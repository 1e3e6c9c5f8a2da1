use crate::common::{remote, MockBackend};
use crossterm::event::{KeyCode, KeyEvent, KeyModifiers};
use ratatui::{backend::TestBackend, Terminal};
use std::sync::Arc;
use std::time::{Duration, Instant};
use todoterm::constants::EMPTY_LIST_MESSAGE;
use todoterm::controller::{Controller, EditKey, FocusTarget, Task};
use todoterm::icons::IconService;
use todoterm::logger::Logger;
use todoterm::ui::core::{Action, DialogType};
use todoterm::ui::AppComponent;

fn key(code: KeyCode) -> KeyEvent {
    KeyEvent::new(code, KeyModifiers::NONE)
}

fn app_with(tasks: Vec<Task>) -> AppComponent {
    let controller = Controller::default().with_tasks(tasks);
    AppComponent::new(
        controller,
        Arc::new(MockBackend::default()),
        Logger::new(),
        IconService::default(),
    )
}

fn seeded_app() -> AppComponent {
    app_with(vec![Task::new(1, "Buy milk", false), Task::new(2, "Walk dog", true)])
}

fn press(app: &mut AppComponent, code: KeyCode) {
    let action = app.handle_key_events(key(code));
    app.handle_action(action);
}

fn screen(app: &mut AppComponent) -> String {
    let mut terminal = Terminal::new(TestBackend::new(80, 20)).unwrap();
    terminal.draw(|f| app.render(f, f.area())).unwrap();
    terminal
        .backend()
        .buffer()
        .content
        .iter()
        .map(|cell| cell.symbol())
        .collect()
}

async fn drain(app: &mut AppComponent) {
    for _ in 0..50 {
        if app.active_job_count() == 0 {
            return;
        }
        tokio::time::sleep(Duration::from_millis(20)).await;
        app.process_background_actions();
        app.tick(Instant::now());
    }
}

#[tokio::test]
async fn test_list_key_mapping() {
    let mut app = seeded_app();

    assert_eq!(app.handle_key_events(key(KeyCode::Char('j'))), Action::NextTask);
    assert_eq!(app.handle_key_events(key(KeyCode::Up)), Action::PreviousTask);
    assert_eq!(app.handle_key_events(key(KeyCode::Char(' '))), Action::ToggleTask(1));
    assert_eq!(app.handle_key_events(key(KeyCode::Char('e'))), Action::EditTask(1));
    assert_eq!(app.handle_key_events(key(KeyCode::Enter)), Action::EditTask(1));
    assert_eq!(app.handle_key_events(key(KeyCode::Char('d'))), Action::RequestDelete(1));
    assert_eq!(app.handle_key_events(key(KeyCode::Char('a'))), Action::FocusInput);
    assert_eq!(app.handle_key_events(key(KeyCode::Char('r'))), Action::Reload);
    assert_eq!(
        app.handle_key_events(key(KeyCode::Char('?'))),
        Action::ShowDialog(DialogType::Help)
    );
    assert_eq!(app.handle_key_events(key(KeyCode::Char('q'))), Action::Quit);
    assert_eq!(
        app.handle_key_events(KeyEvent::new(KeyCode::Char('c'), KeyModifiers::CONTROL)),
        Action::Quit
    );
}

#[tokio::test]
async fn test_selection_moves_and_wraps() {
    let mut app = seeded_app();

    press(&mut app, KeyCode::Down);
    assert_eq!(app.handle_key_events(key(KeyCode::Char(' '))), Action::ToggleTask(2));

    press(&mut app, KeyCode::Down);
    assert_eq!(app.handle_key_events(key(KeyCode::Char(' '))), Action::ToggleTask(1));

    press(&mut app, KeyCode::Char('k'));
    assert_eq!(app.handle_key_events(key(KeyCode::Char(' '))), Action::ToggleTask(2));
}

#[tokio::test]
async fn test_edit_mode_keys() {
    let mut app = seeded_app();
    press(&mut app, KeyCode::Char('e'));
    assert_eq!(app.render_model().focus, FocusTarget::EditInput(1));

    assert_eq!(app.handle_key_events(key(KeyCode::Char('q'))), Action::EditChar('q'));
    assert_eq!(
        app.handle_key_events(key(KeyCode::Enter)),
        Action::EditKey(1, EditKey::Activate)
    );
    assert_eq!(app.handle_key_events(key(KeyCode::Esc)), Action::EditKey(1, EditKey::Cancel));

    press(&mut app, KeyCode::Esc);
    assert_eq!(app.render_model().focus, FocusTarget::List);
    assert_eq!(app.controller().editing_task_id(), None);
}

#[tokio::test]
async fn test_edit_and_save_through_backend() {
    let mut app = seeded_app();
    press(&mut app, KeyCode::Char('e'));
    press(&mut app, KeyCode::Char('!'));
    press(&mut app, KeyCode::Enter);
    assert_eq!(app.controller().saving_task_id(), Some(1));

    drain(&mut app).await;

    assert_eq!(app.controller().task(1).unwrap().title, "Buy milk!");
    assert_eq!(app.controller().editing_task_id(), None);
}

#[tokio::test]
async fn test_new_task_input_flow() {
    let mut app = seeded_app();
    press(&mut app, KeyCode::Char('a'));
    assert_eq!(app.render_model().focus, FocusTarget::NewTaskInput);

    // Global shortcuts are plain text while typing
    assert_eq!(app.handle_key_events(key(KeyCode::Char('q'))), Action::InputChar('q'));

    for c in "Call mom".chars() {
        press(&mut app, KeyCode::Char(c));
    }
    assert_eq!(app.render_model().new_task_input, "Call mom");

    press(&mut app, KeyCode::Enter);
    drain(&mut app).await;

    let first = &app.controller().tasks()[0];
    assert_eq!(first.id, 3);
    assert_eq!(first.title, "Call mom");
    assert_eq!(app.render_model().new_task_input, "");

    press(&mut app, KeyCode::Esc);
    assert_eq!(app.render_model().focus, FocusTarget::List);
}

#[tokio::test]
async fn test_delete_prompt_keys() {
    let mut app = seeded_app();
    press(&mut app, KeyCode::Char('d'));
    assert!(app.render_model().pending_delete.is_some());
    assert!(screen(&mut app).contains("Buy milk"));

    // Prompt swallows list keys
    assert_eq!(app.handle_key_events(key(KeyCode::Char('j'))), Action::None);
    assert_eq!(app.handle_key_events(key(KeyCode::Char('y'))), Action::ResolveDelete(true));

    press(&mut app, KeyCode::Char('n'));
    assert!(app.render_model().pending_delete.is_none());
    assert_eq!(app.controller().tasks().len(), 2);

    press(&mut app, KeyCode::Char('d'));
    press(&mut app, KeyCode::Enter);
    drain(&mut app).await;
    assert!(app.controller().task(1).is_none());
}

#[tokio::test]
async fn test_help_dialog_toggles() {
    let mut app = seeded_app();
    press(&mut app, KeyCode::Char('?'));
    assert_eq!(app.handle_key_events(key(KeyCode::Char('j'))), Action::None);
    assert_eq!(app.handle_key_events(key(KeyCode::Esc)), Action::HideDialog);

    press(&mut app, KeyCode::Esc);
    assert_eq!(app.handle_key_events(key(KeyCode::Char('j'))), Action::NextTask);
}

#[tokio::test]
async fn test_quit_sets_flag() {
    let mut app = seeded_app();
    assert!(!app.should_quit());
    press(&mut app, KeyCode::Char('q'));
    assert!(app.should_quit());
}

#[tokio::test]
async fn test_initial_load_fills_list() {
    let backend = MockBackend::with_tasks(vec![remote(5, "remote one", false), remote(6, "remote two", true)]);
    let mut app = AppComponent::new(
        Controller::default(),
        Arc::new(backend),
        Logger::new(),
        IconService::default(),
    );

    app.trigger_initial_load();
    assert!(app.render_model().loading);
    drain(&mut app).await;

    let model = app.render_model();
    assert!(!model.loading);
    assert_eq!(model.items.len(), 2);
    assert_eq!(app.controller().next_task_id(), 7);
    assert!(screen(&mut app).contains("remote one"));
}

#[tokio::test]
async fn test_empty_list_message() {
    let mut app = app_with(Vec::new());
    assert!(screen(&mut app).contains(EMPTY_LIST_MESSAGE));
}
■ ■ ■
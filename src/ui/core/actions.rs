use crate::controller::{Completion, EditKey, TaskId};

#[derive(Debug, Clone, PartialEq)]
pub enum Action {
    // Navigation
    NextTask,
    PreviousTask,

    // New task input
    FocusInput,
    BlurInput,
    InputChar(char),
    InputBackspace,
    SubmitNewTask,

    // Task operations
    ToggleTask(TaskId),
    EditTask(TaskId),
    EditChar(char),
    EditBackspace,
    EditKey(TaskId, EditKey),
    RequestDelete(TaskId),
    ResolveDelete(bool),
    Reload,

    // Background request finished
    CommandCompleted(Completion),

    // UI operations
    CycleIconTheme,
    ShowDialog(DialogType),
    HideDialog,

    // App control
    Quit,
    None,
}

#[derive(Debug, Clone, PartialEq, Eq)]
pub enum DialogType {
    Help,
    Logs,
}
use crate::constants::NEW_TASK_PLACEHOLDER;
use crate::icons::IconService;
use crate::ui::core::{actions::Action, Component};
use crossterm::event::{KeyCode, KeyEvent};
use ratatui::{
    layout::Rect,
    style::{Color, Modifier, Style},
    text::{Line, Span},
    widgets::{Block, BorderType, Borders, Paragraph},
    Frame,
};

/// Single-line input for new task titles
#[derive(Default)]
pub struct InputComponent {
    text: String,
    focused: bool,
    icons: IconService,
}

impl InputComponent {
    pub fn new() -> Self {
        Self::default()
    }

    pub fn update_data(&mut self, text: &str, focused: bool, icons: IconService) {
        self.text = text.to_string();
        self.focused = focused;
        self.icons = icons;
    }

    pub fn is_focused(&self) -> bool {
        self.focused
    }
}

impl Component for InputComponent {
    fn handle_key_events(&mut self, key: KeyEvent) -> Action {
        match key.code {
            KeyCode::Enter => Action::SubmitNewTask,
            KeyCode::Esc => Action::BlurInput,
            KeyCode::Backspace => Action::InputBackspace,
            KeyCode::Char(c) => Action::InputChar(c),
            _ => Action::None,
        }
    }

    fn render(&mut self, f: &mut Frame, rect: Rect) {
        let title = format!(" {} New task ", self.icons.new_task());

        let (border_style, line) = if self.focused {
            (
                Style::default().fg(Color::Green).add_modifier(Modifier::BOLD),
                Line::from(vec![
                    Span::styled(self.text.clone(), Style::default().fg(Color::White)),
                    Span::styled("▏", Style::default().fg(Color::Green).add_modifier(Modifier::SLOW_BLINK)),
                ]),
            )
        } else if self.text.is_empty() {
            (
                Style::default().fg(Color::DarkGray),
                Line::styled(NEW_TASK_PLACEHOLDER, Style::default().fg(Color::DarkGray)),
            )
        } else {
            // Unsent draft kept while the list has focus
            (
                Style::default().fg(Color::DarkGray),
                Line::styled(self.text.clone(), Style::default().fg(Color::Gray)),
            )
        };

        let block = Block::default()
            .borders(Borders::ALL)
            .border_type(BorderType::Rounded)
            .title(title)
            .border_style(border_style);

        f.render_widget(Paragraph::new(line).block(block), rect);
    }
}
■ ■ ■
TASK INSTRUCTIONS: Of all the lines in the data, count those that contain "MockBackend" and give that figure with nothing else.

SOLUTION FOR THIS PROBLEM: 3